Esta gran fuente de conocimiento puro, sabiduría, luz e inteligencia es, por supuesto, el Espíritu Santo, quien, como dijo el Salvador, guiará a los hombres a toda verdad (Juan 16:13). Para entender y apreciar este gran don, debe experimentarse. Pero les testifico que es real y obrará un milagro en su entendimiento. Recordarán que sin este don, Pedro negó a Jesús la noche de su gran prueba (Mateo 26:70-75). Poseyéndolo, Pedro y Juan desafiaron a sus captores (aunque estos tenían el poder y, en cierto sentido, la disposición para matarlos), declarando:
“…juzgad si es justo delante de Dios obedecer a vosotros antes que a Dios.
Porque no podemos dejar de decir lo que hemos visto y oído” (Hechos 4:19-20).
Mientras uno disfruta de este don, su creencia en Jesucristo es segura.
El tercer efecto de cumplir con estos principios del evangelio es el perdón de los pecados. Esto es, en sí mismo, un poderoso milagro. El pecado es iniquidad, y “…la iniquidad nunca fue felicidad” (Alma 41:10).
La mayor parte del sufrimiento y la angustia que soportan las personas en esta tierra es resultado de pecados no arrepentidos y no remitidos. Pablo expresó dos verdades universales al decir a los Romanos: “…la paga del pecado es muerte; mas la dádiva de Dios es vida eterna en Cristo Jesús Señor nuestro” (Romanos 6:23). Así como el sufrimiento y el dolor acompañan al pecado, también la felicidad y el gozo acompañan al perdón de los pecados.
Alma dijo de su sufrimiento por el pecado: “…no había nada tan exquisito y tan amargo como mis dolores”, y luego, hablando del gozo que sintió cuando, mediante el arrepentimiento, recibió el perdón, dijo: “Sí, y otra vez os digo, …que por otra parte, nada puede ser tan exquisito y dulce como lo fue mi gozo” (Alma 36:21).
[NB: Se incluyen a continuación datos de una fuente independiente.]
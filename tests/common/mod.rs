//! Shared test fixtures for the deck-pricer integration tests.
//!
//! Provides `sample_catalog()`, a small hand-built catalog covering reprints,
//! finishes and awkward names, and `FakeHttp`, an [`HttpFetch`] serving canned
//! bodies per URL and recording every request.

#![allow(dead_code)]

use std::collections::HashMap;
use std::sync::Mutex;

use deck_pricer::{CardVariant, Catalog, HttpFetch, PricerError, Result, VariantType};

/// Catalog used across the matching and pricing tests.
///
/// | SKU  | Name                    | Set | Type    | Cents | No. |
/// |------|-------------------------|-----|---------|-------|-----|
/// | SKU1 | Lightning Bolt          | M11 | Regular | 220   |     |
/// | SKU2 | Lightning Bolt          | M11 | Foil    | 350   |     |
/// | SKU3 | Lightning Bolt          | A25 | Regular | 200   |     |
/// | SKU4 | Lightning Bolt          | A25 | Holo    | 300   |     |
/// | SKU5 | Counterspell            | 7ED | Regular | 250   |     |
/// | SKU6 | Jace, the Mind Sculptor | WWK | Regular | 9999  |     |
/// | SKU7 | Fire // Ice             | APC | Regular | 150   |     |
/// | SKU8 | Llanowar Elves          | M19 | Regular | 100   | 314 |
pub fn sample_catalog() -> Catalog {
    Catalog::new(vec![
        CardVariant::new("SKU1", "Lightning Bolt", "M11", VariantType::Regular, 220),
        CardVariant::new("SKU2", "Lightning Bolt", "M11", VariantType::Foil, 350),
        CardVariant::new("SKU3", "Lightning Bolt", "A25", VariantType::Regular, 200),
        CardVariant::new("SKU4", "Lightning Bolt", "A25", VariantType::Holo, 300),
        CardVariant::new("SKU5", "Counterspell", "7ED", VariantType::Regular, 250),
        CardVariant::new("SKU6", "Jace, the Mind Sculptor", "WWK", VariantType::Regular, 9999),
        CardVariant::new("SKU7", "Fire // Ice", "APC", VariantType::Regular, 150),
        CardVariant::new("SKU8", "Llanowar Elves", "M19", VariantType::Regular, 100)
            .with_collector_number("314"),
    ])
}

pub const SAMPLE_CSV: &str = "\
SKU,Card Name,Set,Card Type,Base Price
SKU1,Lightning Bolt,M11,Regular,2.20
SKU2,Lightning Bolt,M11,Foil,3.50
SKU3,Counterspell,7ED,Regular,$2.50
";

/// In-memory transport: known URLs return their body, anything else a 404.
#[derive(Default)]
pub struct FakeHttp {
    responses: HashMap<String, String>,
    requests: Mutex<Vec<String>>,
}

impl FakeHttp {
    pub fn new() -> Self {
        Self::default()
    }

    pub fn with(mut self, url: &str, body: &str) -> Self {
        self.responses.insert(url.to_string(), body.to_string());
        self
    }

    /// Every URL requested so far, in order.
    pub fn requests(&self) -> Vec<String> {
        self.requests.lock().unwrap().clone()
    }
}

impl HttpFetch for FakeHttp {
    fn get_text(&self, url: &str) -> Result<String> {
        self.requests.lock().unwrap().push(url.to_string());
        self.responses
            .get(url)
            .cloned()
            .ok_or_else(|| PricerError::HttpStatus {
                url: url.to_string(),
                status: 404,
            })
    }
}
El perdón de los pecados es un requisito previo para una plena comunión en la Iglesia de Jesucristo. Es un requisito para disfrutar del don del Espíritu Santo. De hecho, toda bendición del evangelio de Jesucristo se basa en recibir el perdón de los pecados; porque, como dijo Jesús: “…ninguna cosa impura puede entrar en su [de Dios] reino; por tanto, nada entra en su reposo sino aquellos que han lavado sus vestiduras en mi sangre, a causa de su fe y arrepentimiento de todos sus pecados, y de su fidelidad hasta el fin” (3 Nefi 27:19).
Luego agregó: “Ahora bien, este es el mandamiento: Arrepentíos, todos los términos de la tierra, y venid a mí [es decir, creed en mí], y sed bautizados en mi nombre, para que seáis santificados mediante la recepción del Espíritu Santo, a fin de que podáis presentaros sin mancha ante mí en el postrer día” (3 Nefi 27:20).
En esta declaración, Jesucristo dio la única prescripción que existe para obtener el perdón de los pecados y, por ende, el único camino hacia la felicidad, el único camino hacia un conocimiento puro de Dios, nuestro Padre Eterno, y su Hijo Jesucristo, nuestro Redentor. Seguir esta prescripción depende completamente de la creencia en Jesucristo.
Oro sinceramente para que, si surge la pregunta de “¿Qué tenemos nosotros que otros no tienen?”, recordemos e intentemos comprender las verdades eternas implícitas en la declaración de Jesús a los judíos incrédulos: “…si no creéis que yo soy, en vuestros pecados moriréis” (Juan 8:24).
Que Dios permita que cada uno de nosotros escape de tal muerte al creer con Pedro que Jesús es “el Cristo, el Hijo del Dios viviente” (Mateo 16:16). Lo ruego humildemente en su nombre. Amén.